Through the successive stages of “self-denial” and “self-purification” he is gradually preparing his countrymen for the final step in his program, the civil disobedience. Once the country has reached that state, if his program is carried through, the revolution will have been accomplished without shedding a drop of blood. Henry David Thoreau once wrote: “When the officer has resigned office, and the subject has refused allegiance, the revolution is accomplished.” That will be the dawn of day, hopeful and bright. The forces of darkness and of evil will have made room for those of light and of love. But this will not come to pass unless Gandhi’s policy is literally adopted, and ultimately triumphs. He explains:

“The political non-violence of the Non-coöperators does not stand the test in the vast majority of cases. Hence the prolongation of the struggle. Let no one blame the unbending English nature. The hardest fiber must melt before the fire of Love. When the British or other nature does not respond, the fire is not strong enough.

“If non-violence is to remain the policy of the nation, we are bound to carry it out to the letter and in the spirit. We must then quickly make up with the English and the Coöperators. We must get their certificate that they feel absolutely safe in our midst, that they regard us as friends, although we belong to a radically different school of thought and politics. We must welcome them to our political platform as honored guests; we must receive them on neutral platforms as comrades. Our non-violence must not breed violence, hatred, or ill-will.

“If we approach our program with the mental reservation that, after all, we shall wrest power from the British by force of arms, then we are untrue to our profession of non-violence.... If we believe in our program, we are bound to believe that the British people are not unamenable to the force of affection, as they undoubtedly are amenable to the force of arms.

“Swaraj is a condition of mind, and the mental condition of India has been challenged.... India will win independence and Swaraj only when the people have acquired strength to die of their own free will. Then there will be Swaraj.”
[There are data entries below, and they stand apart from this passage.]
mod cli;
mod config;
mod logging;

use cli::Args;
use owo_colors::OwoColorize;
use sbom_enricher::adapters::outbound::codecs::JsonSbomCodec;
use sbom_enricher::adapters::outbound::console::StderrProgressReporter;
use sbom_enricher::adapters::outbound::filesystem::{
    FileSystemReader, FileSystemWriter, StdoutPresenter,
};
use sbom_enricher::application::dto::{EnrichRequest, EnrichResponse};
use sbom_enricher::application::factories::SourceFactory;
use sbom_enricher::application::use_cases::EnrichSbomUseCase;
use sbom_enricher::ports::outbound::{OutputPresenter, SbomInput};
use sbom_enricher::shared::error::ExitCode;
use sbom_enricher::shared::security::validate_output_path;
use sbom_enricher::shared::Result;
use std::path::{Path, PathBuf};
use std::process;
use std::time::Duration;
use tokio::signal;
use tokio_util::sync::CancellationToken;
use tracing::{info, warn};

fn main() {
    process::exit(run().as_i32());
}

fn run() -> ExitCode {
    let args = match Args::try_parse_args() {
        Ok(args) => args,
        Err(e) => {
            // --help and --version go to stdout and are not failures
            let _ = e.print();
            return if e.use_stderr() {
                ExitCode::InvalidArguments
            } else {
                ExitCode::Success
            };
        }
    };

    logging::init_logging(args.log_level, args.log_format);

    let runtime = match tokio::runtime::Builder::new_multi_thread()
        .enable_all()
        .build()
    {
        Ok(runtime) => runtime,
        Err(e) => {
            report_error(&anyhow::Error::new(e).context("Failed to start async runtime"));
            return ExitCode::ApplicationError;
        }
    };

    match runtime.block_on(enrich(args)) {
        Ok(code) => code,
        Err(e) => {
            report_error(&e);
            ExitCode::ApplicationError
        }
    }
}

async fn enrich(args: Args) -> Result<ExitCode> {
    let config = match &args.config {
        Some(path) => config::load_config_from_path(Path::new(path))?,
        None => match config::discover_config(Path::new("."))? {
            Some(config) => {
                eprintln!("📋 Auto-discovered config file: {}", config::CONFIG_FILENAME);
                config
            }
            None => config::ConfigFile::default(),
        },
    };

    let mut settings = config.source_settings(std::env::var(config::SNYK_ORG_ENV).ok());
    if let Some(concurrency) = args.concurrency {
        config::validate_concurrency(concurrency)?;
        settings.concurrency = concurrency;
    }

    // Fail before any network work when the output cannot be written
    if let Some(output) = &args.output {
        validate_output_path(Path::new(output))?;
    }

    let cancel = create_shutdown_token(args.deadline_secs.map(Duration::from_secs));

    let sources = args.unique_sources();
    let stages = SourceFactory::new(settings, cancel.clone()).create_stages(&sources)?;
    info!(sources = ?sources, "starting enrichment");

    let use_case = EnrichSbomUseCase::new(
        FileSystemReader::new(),
        JsonSbomCodec::new(),
        StderrProgressReporter::new(),
        stages,
    );

    let request = EnrichRequest::new(SbomInput::from_arg(&args.input));
    let response = use_case.execute(request, &cancel).await?;

    let presenter: Box<dyn OutputPresenter> = match &args.output {
        Some(output) => Box::new(FileSystemWriter::new(PathBuf::from(output))),
        None => Box::new(StdoutPresenter::new()),
    };
    presenter.present(&response.content)?;

    print_summary(&response);

    Ok(if response.cancelled {
        ExitCode::Cancelled
    } else {
        ExitCode::Success
    })
}

/// Create a `CancellationToken` that fires on SIGINT, SIGTERM or once the
/// optional deadline passes.
fn create_shutdown_token(deadline: Option<Duration>) -> CancellationToken {
    let token = CancellationToken::new();
    let token_clone = token.clone();

    tokio::spawn(async move {
        let deadline_elapsed = async {
            match deadline {
                Some(deadline) => tokio::time::sleep(deadline).await,
                None => std::future::pending::<()>().await,
            }
        };

        tokio::select! {
            () = shutdown_signal() => warn!("shutdown signal received, finishing with partial results"),
            () = deadline_elapsed => warn!("deadline reached, finishing with partial results"),
        }
        token_clone.cancel();
    });

    token
}

/// Wait for a shutdown signal (SIGINT or SIGTERM).
async fn shutdown_signal() {
    let ctrl_c = async {
        if let Err(e) = signal::ctrl_c().await {
            warn!(error = %e, "failed to install Ctrl+C handler");
            std::future::pending::<()>().await;
        }
    };

    #[cfg(unix)]
    let terminate = async {
        match signal::unix::signal(signal::unix::SignalKind::terminate()) {
            Ok(mut stream) => {
                stream.recv().await;
            }
            Err(e) => {
                warn!(error = %e, "failed to install SIGTERM handler");
                std::future::pending::<()>().await;
            }
        }
    };

    #[cfg(not(unix))]
    let terminate = std::future::pending::<()>();

    tokio::select! {
        () = ctrl_c => {},
        () = terminate => {},
    }
}

fn print_summary(response: &EnrichResponse) {
    for report in &response.reports {
        let line = report.summary();
        if report.cancelled || !report.failures.is_empty() {
            eprintln!("{}", line.yellow());
        } else {
            eprintln!("{}", line.green());
        }
    }

    if response.cancelled {
        eprintln!(
            "{}",
            "⚠️  Run cancelled: the document was written with the enrichment gathered so far"
                .yellow()
        );
    }
}

fn report_error(e: &anyhow::Error) {
    eprintln!("\n{}\n", "❌ An error occurred:".red());
    eprintln!("{}", e);

    // Display error chain
    for cause in e.chain().skip(1) {
        eprintln!("\nCaused by: {}", cause);
    }

    eprintln!();
}
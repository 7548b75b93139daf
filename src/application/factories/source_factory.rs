use crate::adapters::outbound::network::{
    RateLimiter, ResilientClient, ResilientFetcher, RetryPolicy, TokenCredentials,
    DEFAULT_BURST, DEFAULT_REQUESTS_PER_SECOND,
};
use crate::adapters::outbound::sources::{
    deps_dev, ecosystems, osv, scorecard, snyk, DepsDevAdapter, DepsDevIdentitySource,
    EcosystemsAdapter, OsvAdapter, ScorecardAdapter, SnykAdapter,
};
use crate::application::identity_resolver::IdentityResolver;
use crate::application::orchestrator::{EnrichmentOrchestrator, EnrichmentStage, DEFAULT_CONCURRENCY};
use crate::shared::Result;
use std::collections::HashMap;
use std::fmt;
use std::str::FromStr;
use std::sync::Arc;
use std::time::Duration;
use tokio_util::sync::CancellationToken;

/// Default per-request HTTP timeout
pub const DEFAULT_TIMEOUT: Duration = Duration::from_secs(30);
pub const DEFAULT_SNYK_TOKEN_ENV: &str = "SNYK_TOKEN";

/// The metadata sources a run can enrich from
#[derive(Debug, Clone, Copy, PartialEq, Eq, Hash)]
pub enum SourceKind {
    Ecosystems,
    Deps,
    Scorecard,
    Osv,
    Snyk,
}

impl SourceKind {
    pub fn as_str(&self) -> &'static str {
        match self {
            SourceKind::Ecosystems => "ecosystems",
            SourceKind::Deps => "deps",
            SourceKind::Scorecard => "scorecard",
            SourceKind::Osv => "osv",
            SourceKind::Snyk => "snyk",
        }
    }
}

impl fmt::Display for SourceKind {
    fn fmt(&self, f: &mut fmt::Formatter<'_>) -> fmt::Result {
        write!(f, "{}", self.as_str())
    }
}

impl FromStr for SourceKind {
    type Err = String;

    fn from_str(s: &str) -> std::result::Result<Self, Self::Err> {
        match s.to_lowercase().as_str() {
            "ecosystems" | "ecosyste.ms" => Ok(SourceKind::Ecosystems),
            "deps" | "deps.dev" => Ok(SourceKind::Deps),
            "scorecard" => Ok(SourceKind::Scorecard),
            "osv" => Ok(SourceKind::Osv),
            "snyk" => Ok(SourceKind::Snyk),
            _ => Err(format!(
                "Invalid source: {}. Please specify 'ecosystems', 'deps', 'scorecard', 'osv' or 'snyk'",
                s
            )),
        }
    }
}

/// Base URLs of the remote services
#[derive(Debug, Clone, PartialEq, Eq)]
pub struct Endpoints {
    pub ecosystems: String,
    pub deps_dev: String,
    pub scorecard: String,
    pub osv: String,
    pub snyk: String,
}

impl Default for Endpoints {
    fn default() -> Self {
        Self {
            ecosystems: ecosystems::DEFAULT_BASE_URL.to_string(),
            deps_dev: deps_dev::DEFAULT_BASE_URL.to_string(),
            scorecard: scorecard::DEFAULT_BASE_URL.to_string(),
            osv: osv::DEFAULT_BASE_URL.to_string(),
            snyk: snyk::DEFAULT_BASE_URL.to_string(),
        }
    }
}

/// Everything needed to build enrichment stages
#[derive(Debug, Clone)]
pub struct SourceSettings {
    pub concurrency: usize,
    pub timeout: Duration,
    pub requests_per_second: u32,
    pub burst: u32,
    pub retry: RetryPolicy,
    pub endpoints: Endpoints,
    pub snyk_org_id: Option<String>,
    pub snyk_token_env: String,
}

impl Default for SourceSettings {
    fn default() -> Self {
        Self {
            concurrency: DEFAULT_CONCURRENCY,
            timeout: DEFAULT_TIMEOUT,
            requests_per_second: DEFAULT_REQUESTS_PER_SECOND,
            burst: DEFAULT_BURST,
            retry: RetryPolicy::default(),
            endpoints: Endpoints::default(),
            snyk_org_id: None,
            snyk_token_env: DEFAULT_SNYK_TOKEN_ENV.to_string(),
        }
    }
}

/// Builds one [`EnrichmentStage`] per requested source.
///
/// Every remote service gets exactly one rate limiter, shared by all
/// clients talking to it. The deps.dev and Scorecard stages share one
/// identity resolver, so a package's repository is looked up once per run.
pub struct SourceFactory {
    settings: SourceSettings,
    cancel: CancellationToken,
    limiters: HashMap<&'static str, Arc<RateLimiter>>,
    clients: HashMap<&'static str, Arc<ResilientClient>>,
    repository_resolver: Option<Arc<IdentityResolver>>,
}

impl SourceFactory {
    pub fn new(settings: SourceSettings, cancel: CancellationToken) -> Self {
        Self {
            settings,
            cancel,
            limiters: HashMap::new(),
            clients: HashMap::new(),
            repository_resolver: None,
        }
    }

    /// Creates the stages in the order given.
    ///
    /// # Errors
    /// Fails when the HTTP client cannot be built or Snyk is requested
    /// without a token in the environment.
    pub fn create_stages(&mut self, kinds: &[SourceKind]) -> Result<Vec<Box<dyn EnrichmentStage>>> {
        kinds.iter().map(|kind| self.create(*kind)).collect()
    }

    pub fn create(&mut self, kind: SourceKind) -> Result<Box<dyn EnrichmentStage>> {
        let concurrency = self.settings.concurrency;
        let stage: Box<dyn EnrichmentStage> = match kind {
            SourceKind::Ecosystems => {
                let adapter =
                    EcosystemsAdapter::new(self.client("ecosystems")?, &self.settings.endpoints.ecosystems);
                Box::new(
                    EnrichmentOrchestrator::new(adapter)
                        .with_enrichers(ecosystems::ENRICHERS)
                        .with_concurrency(concurrency),
                )
            }
            SourceKind::Deps => {
                let adapter =
                    DepsDevAdapter::new(self.client("deps.dev")?, &self.settings.endpoints.deps_dev);
                Box::new(
                    EnrichmentOrchestrator::new(adapter)
                        .with_enrichers(deps_dev::ENRICHERS)
                        .with_resolver(self.repository_resolver()?)
                        .with_concurrency(concurrency),
                )
            }
            SourceKind::Scorecard => {
                let adapter =
                    ScorecardAdapter::new(self.client("scorecard")?, &self.settings.endpoints.scorecard);
                Box::new(
                    EnrichmentOrchestrator::new(adapter)
                        .with_enrichers(scorecard::ENRICHERS)
                        .with_resolver(self.repository_resolver()?)
                        .with_concurrency(concurrency),
                )
            }
            SourceKind::Osv => {
                let adapter = OsvAdapter::new(self.client("osv")?, &self.settings.endpoints.osv);
                Box::new(
                    EnrichmentOrchestrator::new(adapter)
                        .with_enrichers(osv::ENRICHERS)
                        .with_concurrency(concurrency),
                )
            }
            SourceKind::Snyk => {
                let credentials = TokenCredentials::from_env(
                    &self.settings.snyk_token_env,
                    "token",
                    SourceKind::Snyk.as_str(),
                )?;
                let client = Arc::new(
                    self.build_client("snyk")?
                        .with_credentials(Arc::new(credentials))
                        .with_rate_limit_reset(),
                );
                let adapter = SnykAdapter::new(client, &self.settings.endpoints.snyk)
                    .with_org_id(self.settings.snyk_org_id.clone());
                Box::new(
                    EnrichmentOrchestrator::new(adapter)
                        .with_enrichers(snyk::ENRICHERS)
                        .with_concurrency(concurrency),
                )
            }
        };
        Ok(stage)
    }

    fn limiter(&mut self, service: &'static str) -> Arc<RateLimiter> {
        let (rps, burst) = (self.settings.requests_per_second, self.settings.burst);
        Arc::clone(
            self.limiters
                .entry(service)
                .or_insert_with(|| Arc::new(RateLimiter::new(rps, burst))),
        )
    }

    fn build_client(&mut self, service: &'static str) -> Result<ResilientClient> {
        let fetcher = ResilientFetcher::new(
            self.limiter(service),
            self.settings.retry,
            self.cancel.clone(),
        );
        ResilientClient::new(self.settings.timeout, fetcher)
    }

    fn client(&mut self, service: &'static str) -> Result<Arc<ResilientClient>> {
        if let Some(client) = self.clients.get(service) {
            return Ok(Arc::clone(client));
        }
        let client = Arc::new(self.build_client(service)?);
        self.clients.insert(service, Arc::clone(&client));
        Ok(client)
    }

    fn repository_resolver(&mut self) -> Result<Arc<IdentityResolver>> {
        if let Some(resolver) = &self.repository_resolver {
            return Ok(Arc::clone(resolver));
        }
        let source = DepsDevIdentitySource::new(self.client("deps.dev")?, &self.settings.endpoints.deps_dev);
        let resolver = Arc::new(
            IdentityResolver::with_source(Arc::new(source)).with_concurrency(self.settings.concurrency),
        );
        self.repository_resolver = Some(Arc::clone(&resolver));
        Ok(resolver)
    }
}
/// Type alias for Result with anyhow::Error as the error type.
/// This provides a consistent error handling pattern across the codebase.
pub type Result<T> = std::result::Result<T, anyhow::Error>;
Gandhi has been bitterly assailed by both friends and foes for having consented to render assistance to the cause of the World War in contradiction to his own teachings of non-resistance. Gandhi has been accused of inconsistency and even his most ardent admirers often fail to reconcile his doings during the war with the doctrine of “Ahimsa” (non-violence to any form of life). In his autobiography he has tried to answer these objections, which we shall now examine. He writes:

“I make no distinction, from the point of view of ahimsa, between combatants and non-combatants. He who volunteers to serve a band of dacoits, by working as their carrier, or their watchman while they are about their business, or their nurse when they are wounded, is as much guilty of dacoity as the dacoits themselves. In the same way those who confine themselves to attending to the wounded in battle cannot be absolved from the guilt of war.”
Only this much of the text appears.